Dogs Trust has expressed deep regret and disappointment at the Scottish Government’s plans to consult on the possible relaxation of tail docking legislation for certain working dogs, namely spaniels and hunt point retrievers.
In a statement, the charity said: “We are opposed to the docking of puppies’ tails, believing puppies suffer unnecessary pain as a result of docking and are deprived of a vital form of canine expression.”
Dogs Trust said it lobbied heavily for a complete ban on tail docking in 2007 and cited Scotland’s legislation as a key example of how the country has led the way on dog welfare issues.
The legislation presently bans all docking, other than those conducted as necessary for veterinary medical reasons, for all breeds of dog.
“We do not believe there is an accurate means by which tail docking could be genuinely restricted to puppies that later go on to be working dogs,” the charity says.
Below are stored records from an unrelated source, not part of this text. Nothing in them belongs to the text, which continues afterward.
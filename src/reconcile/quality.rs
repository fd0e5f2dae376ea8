//! Data-quality scoring. Informational only; never feeds source selection.

use super::availability::{AvailabilitySnapshot, StationEnablement, is_present, is_trend_present};
use crate::api::{ForecastReading, StationReading};
use serde::Serialize;

#[derive(Debug, Clone, Copy, PartialEq, Eq, PartialOrd, Ord, Serialize)]
#[serde(rename_all = "lowercase")]
pub enum QualityLevel {
    Poor,
    Fair,
    Good,
    Excellent,
}

impl QualityLevel {
    pub fn from_score(score: u32) -> Self {
        match score {
            80.. => QualityLevel::Excellent,
            60..=79 => QualityLevel::Good,
            40..=59 => QualityLevel::Fair,
            _ => QualityLevel::Poor,
        }
    }
}

#[derive(Debug, Clone, PartialEq, Serialize)]
pub struct QualityAssessment {
    pub score: u32,
    pub level: QualityLevel,
    pub issues: Vec<String>,
}

fn in_range(value: Option<f64>, min: f64, max: f64) -> bool {
    value.is_some_and(|v| (min..=max).contains(&v))
}

/// Score a station reading out of 100
pub fn assess_station(reading: &StationReading) -> QualityAssessment {
    let mut score = 0;
    let mut issues = Vec::new();

    let checks: [(&str, Option<f64>, u32, f64, f64, u32); 4] = [
        ("temperature", reading.temperature, 20, -50.0, 60.0, 10),
        ("humidity", reading.humidity, 15, 0.0, 100.0, 10),
        ("pressure", reading.pressure, 15, 800.0, 1100.0, 10),
        ("co2", reading.co2, 15, 200.0, 5000.0, 5),
    ];
    for (name, value, points, min, max, bonus) in checks {
        if !is_present(value) {
            issues.push(format!("missing {}", name));
            continue;
        }
        score += points;
        if in_range(value, min, max) {
            score += bonus;
        } else {
            issues.push(format!("{} out of range", name));
        }
    }

    if is_trend_present(reading.pressure_trend.as_ref()) {
        score += 15;
    } else {
        issues.push("no pressure trend".to_string());
    }

    let score = score.min(100);
    QualityAssessment {
        score,
        level: QualityLevel::from_score(score),
        issues,
    }
}

/// Score a forecast reading. The provider is trusted: the level never
/// drops below fair.
pub fn assess_forecast(reading: &ForecastReading) -> QualityAssessment {
    let mut score = 50;
    let mut issues = Vec::new();

    if is_present(reading.temperature) {
        score += 25;
        if in_range(reading.temperature, -50.0, 60.0) {
            score += 10;
        }
    } else {
        issues.push("missing temperature".to_string());
    }
    if is_present(reading.weather_symbol) {
        score += 15;
    } else {
        issues.push("missing weather_symbol".to_string());
    }

    let score = score.min(100);
    QualityAssessment {
        score,
        level: QualityLevel::from_score(score).max(QualityLevel::Fair),
        issues,
    }
}

#[derive(Debug, Clone, PartialEq, Serialize)]
pub struct AvailabilitySummary {
    pub station_enabled: bool,
    pub available_quantities: Vec<&'static str>,
    pub fallback_quantities: Vec<&'static str>,
    pub overall_score: u32,
    pub overall_quality: QualityLevel,
}

/// Overall coverage: station quantities weigh 60 points when the station
/// is enabled, forecast humidity and pressure 40.
pub fn summarize(
    snapshot: &AvailabilitySnapshot,
    enablement: StationEnablement,
) -> AvailabilitySummary {
    let station_enabled = enablement.is_enabled();
    let mut possible = 0u32;
    let mut earned = 0u32;
    let mut available = Vec::new();
    let mut fallback = Vec::new();

    if station_enabled {
        let station: [(&'static str, bool, u32); 5] = [
            ("temperature_actual", snapshot.station_temperature, 15),
            ("humidity", snapshot.station_humidity, 10),
            ("pressure", snapshot.station_pressure, 15),
            ("co2", snapshot.station_co2, 10),
            ("pressure_trend", snapshot.station_pressure_trend, 10),
        ];
        for (name, present, points) in station {
            possible += points;
            if present {
                earned += points;
                available.push(name);
            }
        }
        if snapshot.station_noise {
            available.push("noise");
        }
    }

    let forecast: [(&'static str, bool, bool); 2] = [
        ("humidity", snapshot.forecast_humidity, station_enabled && snapshot.station_humidity),
        ("pressure", snapshot.forecast_pressure, station_enabled && snapshot.station_pressure),
    ];
    for (name, present, covered_by_station) in forecast {
        possible += 20;
        if present {
            earned += 20;
            if !covered_by_station {
                fallback.push(name);
            }
        }
    }
    if snapshot.forecast_pressure && !(station_enabled && snapshot.station_pressure_trend) {
        fallback.push("pressure_trend");
    }

    let overall_score = if possible == 0 {
        0
    } else {
        ((earned as f64 / possible as f64) * 100.0).round() as u32
    };

    AvailabilitySummary {
        station_enabled,
        available_quantities: available,
        fallback_quantities: fallback,
        overall_score,
        overall_quality: QualityLevel::from_score(overall_score),
    }
}

/// CSS-style class for a CO2 reading in ppm
pub fn co2_level(ppm: f64) -> &'static str {
    if ppm > 1500.0 {
        "poor"
    } else if ppm > 800.0 {
        "moderate"
    } else {
        "good"
    }
}

/// CSS-style class for a noise reading in dB
pub fn noise_level(db: f64) -> &'static str {
    if db > 60.0 {
        "loud"
    } else if db > 40.0 {
        "normal"
    } else {
        "quiet"
    }
}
“We would consider such an exemption to be a significant loophole in the legislation as it would be impossible to differentiate between genuine owners or breeders of working dogs and those who simply say the puppies will go on to be working dogs, when, in fact, they just want the procedure performed on the animal.”
From a welfare and ethical perspective, Dogs Trust continues to question whether the reduction in possible injury risk justifies the pain involved with tail docking.
It has previously highlighted its concerns with the research carried out by the University of Glasgow and will draw on scientific evidence that proves the act of docking causes pain and also the findings pain in neonates is enhanced compared to adults.
Dogs Trust said it had grave reservations regarding the upcoming consultation and will be expressing these views and others to the Scottish Government.